El tratamiento de las secuelas debe ser intensivo y personalizado. Con los avances actuales es posible trasladar todo lo que el paciente necesite a su propio hogar. La Internación Domiciliaria es un recurso terapéutico de mucha utilidad para la recuperación de las funciones perdidas. Tiene múltiples ventajas y mejora la calidad de vida tanto del enfermo como de su familia.  Evita engorrosos traslados, cuida la economía familiar, fomenta la seguridad, el autocuidado y la independencia.

No seguir posteriormente un buen tratamiento eleva la probabilidad de morir antes de los 5 años de producido el ACV.

La neuroplastidad es la base de rehabilitación neurológica para mejorar a los pacientes. Un bebe tiene mucha neuroplasticidad y un anciano poca, pero sigue teniendo. Tiene más un jugador de tenis, por ejemplo, al poseer más conexiones cerebrales y más rápidas para ese fin.

La afasia es por ejemplo una secuela del ACV, y consiste en la imposibilidad de comunicarse a través del lenguaje verbal. De acuerdo a la región del Sistema Nervioso que resulte afectada, una persona puede tener distintos tipos de afasia, “afasia motora o de expresión” (la persona entiende perfectamente lo que se le está requiriendo pero es incapaz de emitir en forma de  palabras lo que está pensando; “afasia sensitiva o de comprensión” (no puede emitir una palabra u oración porque no comprende lo que se le está preguntando o requiriendo, es decir, está fallando la recepción sensitiva o está imposibilitado de construir una idea acorde a las circunstancias coyunturales);  “afasia mixta o sensitivo-motora”  (se da cuando el paciente no entiende y a su vez está imposibilitado motrizmente para expresar una idea).
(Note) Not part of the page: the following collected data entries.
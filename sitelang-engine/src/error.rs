//! Engine error types

use sitelang_core::CoreError;
use thiserror::Error;

/// Errors raised while building a detector or running a detection
#[derive(Error, Debug)]
pub enum EngineError {
    /// Invalid sampler, labeler or probability input
    #[error("core algorithm error: {0}")]
    Core(#[from] CoreError),

    /// The statistical backend cannot discriminate the accepted languages
    #[error("classifier backend covers {supported} accepted language(s), at least 2 required")]
    TooFewLanguages {
        /// Accepted languages the backend knows
        supported: usize,
    },

    /// No classifier was supplied and no default backend is compiled in
    #[error("no language classifier available")]
    NoClassifier,

    /// Window thread pool could not be created
    #[cfg(feature = "parallel")]
    #[error("parallel execution failed: {0}")]
    ParallelError(String),

    /// Invalid detector settings
    #[error("invalid configuration: {0}")]
    ConfigError(String),

    /// Input could not be read
    #[error("I/O error: {0}")]
    IoError(String),

    /// Input bytes are not UTF-8
    #[error("encoding error: {0}")]
    EncodingError(String),
}

impl From<std::io::Error> for EngineError {
    fn from(err: std::io::Error) -> Self {
        EngineError::IoError(err.to_string())
    }
}

impl From<std::string::FromUtf8Error> for EngineError {
    fn from(err: std::string::FromUtf8Error) -> Self {
        EngineError::EncodingError(format!(
            "invalid UTF-8 at byte {}",
            err.utf8_error().valid_up_to()
        ))
    }
}

/// Result type for engine operations
pub type Result<T> = std::result::Result<T, EngineError>;
//! Core error types (deterministic only)

use std::fmt;

/// Core algorithm errors (no I/O, no external failures)
#[derive(Debug, Clone, PartialEq)]
pub enum CoreError {
    /// Window length of zero words
    InvalidWindowLength,
    /// Sample count of zero windows
    InvalidSampleCount,
    /// Confidence threshold outside `[0, 1]`
    InvalidThreshold(f64),
    /// A classifier reported a probability that is not in `[0, 1]`
    InvalidProbability {
        /// Language code the value was reported for
        code: String,
        /// The offending value
        value: f64,
    },
    /// A classifier reported more than a unit of probability mass
    ProbabilityMassExceeded {
        /// Sum of all reported values
        total: f64,
    },
}

impl fmt::Display for CoreError {
    fn fmt(&self, f: &mut fmt::Formatter<'_>) -> fmt::Result {
        match self {
            CoreError::InvalidWindowLength => write!(f, "window length must be at least one word"),
            CoreError::InvalidSampleCount => write!(f, "sample count must be at least one window"),
            CoreError::InvalidThreshold(value) => {
                write!(f, "confidence threshold {value} is outside [0, 1]")
            }
            CoreError::InvalidProbability { code, value } => {
                write!(f, "probability {value} reported for '{code}' is outside [0, 1]")
            }
            CoreError::ProbabilityMassExceeded { total } => {
                write!(f, "reported probabilities sum to {total}, expected at most 1")
            }
        }
    }
}

impl std::error::Error for CoreError {}

/// Result type for core operations
pub type Result<T> = std::result::Result<T, CoreError>;

#[cfg(test)]
mod tests {
    use super::*;

    #[test]
    fn test_error_display() {
        assert_eq!(
            CoreError::InvalidWindowLength.to_string(),
            "window length must be at least one word"
        );
        assert_eq!(
            CoreError::InvalidThreshold(1.5).to_string(),
            "confidence threshold 1.5 is outside [0, 1]"
        );

        let err = CoreError::InvalidProbability {
            code: "en".to_string(),
            value: -0.2,
        };
        assert!(err.to_string().contains("'en'"));
    }
}
//! Plain text output formatter

use super::{format_value, FileReport, OutputFormatter};
use anyhow::Result;
use std::io::{self, Write};

/// Plain text formatter - one tab-separated line per file
///
/// `path`, language (`-` when none), source, then `label=value` pairs.
pub struct TextFormatter<W: Write> {
    writer: W,
}

impl<W: Write> TextFormatter<W> {
    /// Create a new text formatter
    pub fn new(writer: W) -> Self {
        Self { writer }
    }
}

impl TextFormatter<io::Stdout> {
    /// Create a formatter that writes to stdout
    pub fn stdout() -> Self {
        Self::new(io::stdout())
    }
}

impl<W: Write + Send + Sync> OutputFormatter for TextFormatter<W> {
    fn format_report(&mut self, report: &FileReport) -> Result<()> {
        let result = &report.result;
        write!(
            self.writer,
            "{}\t{}\t{}",
            report.path,
            result.language().unwrap_or("-"),
            result.source()
        )?;
        for (label, value) in result.distribution() {
            write!(self.writer, "\t{label}={}", format_value(value))?;
        }
        writeln!(self.writer)?;
        Ok(())
    }

    fn finish(&mut self) -> Result<()> {
        self.writer.flush()?;
        Ok(())
    }
}

#[cfg(test)]
mod tests {
    use super::*;
    use crate::output::test_support::*;

    #[test]
    fn test_text_lines() {
        let mut formatter = TextFormatter::new(Vec::new());
        formatter.format_report(&detect_report()).unwrap();
        formatter.format_report(&declared_report()).unwrap();
        formatter.finish().unwrap();

        let out = String::from_utf8(formatter.writer).unwrap();
        let lines: Vec<&str> = out.lines().collect();
        assert_eq!(lines[0], "page.txt\tde\tstatistical\tde=0.75\tunk=0.25");
        assert_eq!(lines[1], "index.html\tit\thttp-equiv");
    }
}
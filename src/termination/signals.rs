//! OS signal listener.

use std::fmt;

use tokio::sync::mpsc;
use tracing::debug;

/// Termination signals the shell reacts to.
#[derive(Debug, Clone, Copy, PartialEq, Eq)]
pub enum SignalKind {
    /// SIGINT / Ctrl-C.
    Interrupt,
    /// SIGTERM.
    Terminate,
}

impl fmt::Display for SignalKind {
    fn fmt(&self, f: &mut fmt::Formatter<'_>) -> fmt::Result {
        match self {
            Self::Interrupt => f.write_str("SIGINT"),
            Self::Terminate => f.write_str("SIGTERM"),
        }
    }
}

/// Install signal handlers and forward every delivery on a channel.
///
/// Must be called from within a tokio runtime.
pub fn listen() -> std::io::Result<mpsc::Receiver<SignalKind>> {
    let (tx, rx) = mpsc::channel(4);

    #[cfg(unix)]
    {
        use tokio::signal::unix::{signal, SignalKind as UnixSignal};

        let mut interrupt = signal(UnixSignal::interrupt())?;
        let mut terminate = signal(UnixSignal::terminate())?;
        tokio::spawn(async move {
            loop {
                let kind = tokio::select! {
                    Some(()) = interrupt.recv() => SignalKind::Interrupt,
                    Some(()) = terminate.recv() => SignalKind::Terminate,
                    else => break,
                };
                debug!("{} delivered", kind);
                if tx.send(kind).await.is_err() {
                    break;
                }
            }
        });
    }

    #[cfg(not(unix))]
    {
        tokio::spawn(async move {
            while tokio::signal::ctrl_c().await.is_ok() {
                debug!("{} delivered", SignalKind::Interrupt);
                if tx.send(SignalKind::Interrupt).await.is_err() {
                    break;
                }
            }
        });
    }

    Ok(rx)
}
En la  rehabilitación y recuperación de la afasia, como en el caso de otras secuelas de ACV, se recomienda la atención interdisciplinaria de profesionales de distintas áreas. En la misma participan, además de médicos clínicos y neurólogos, fonoaudiólogos,  logoterapeutas,  kinesiólogos, entre otros.

Es importante tener en cuenta que la persona siempre que no tenga un trastorno cognitivo asociado, conserva sus sentimientos, sus emociones, sus pensamientos. La imposibilidad de comunicarse como lo hacía previamente le significará una carga emocional muy negativa. Para ello, su entorno deberá acompañarlo, comprenderlo, ayudarlo a transitar esta fase,  esencial para su recuperación.

Cifras:

·         En Argentina ocurren 150.000 ACV al año y cerca de 80.000 muertes al año.

·         Un tercio de los pacientes con ACV mueren al momento del evento, otro tercio queda con secuelas graves (pasan a ser dependientes de terceros) y el tercio restante queda con secuelas leves (pueden trabajar).

·         Es la segunda causa de muerte en el mundo y la primera de discapacidad.

·         Es la primera causa de invalidez en los adultos mayores. Sin embargo, en los últimos años ha aumentado en personas menores de 45 años.

 

·         Un 85% sufre de ACV isquémico (obstrucción de una arteria cerebral por medio de un coágulo con la consiguiente caída del flujo de sangre y lesión isquémica de un área cerebral), mientras que otro 15% de uno hemorrágico (ruptura de una arteria del cerebro, con hemorragia o hematoma).

 

·         Los ACV están entre las enfermedades no transmisibles (ENT), las cuales representan más del 70% de las muertes a escala global. Se estima que 5.5 millones de personas murieron de un derrame cerebral en 2016 (fuente: https://ourworldindata.org/about).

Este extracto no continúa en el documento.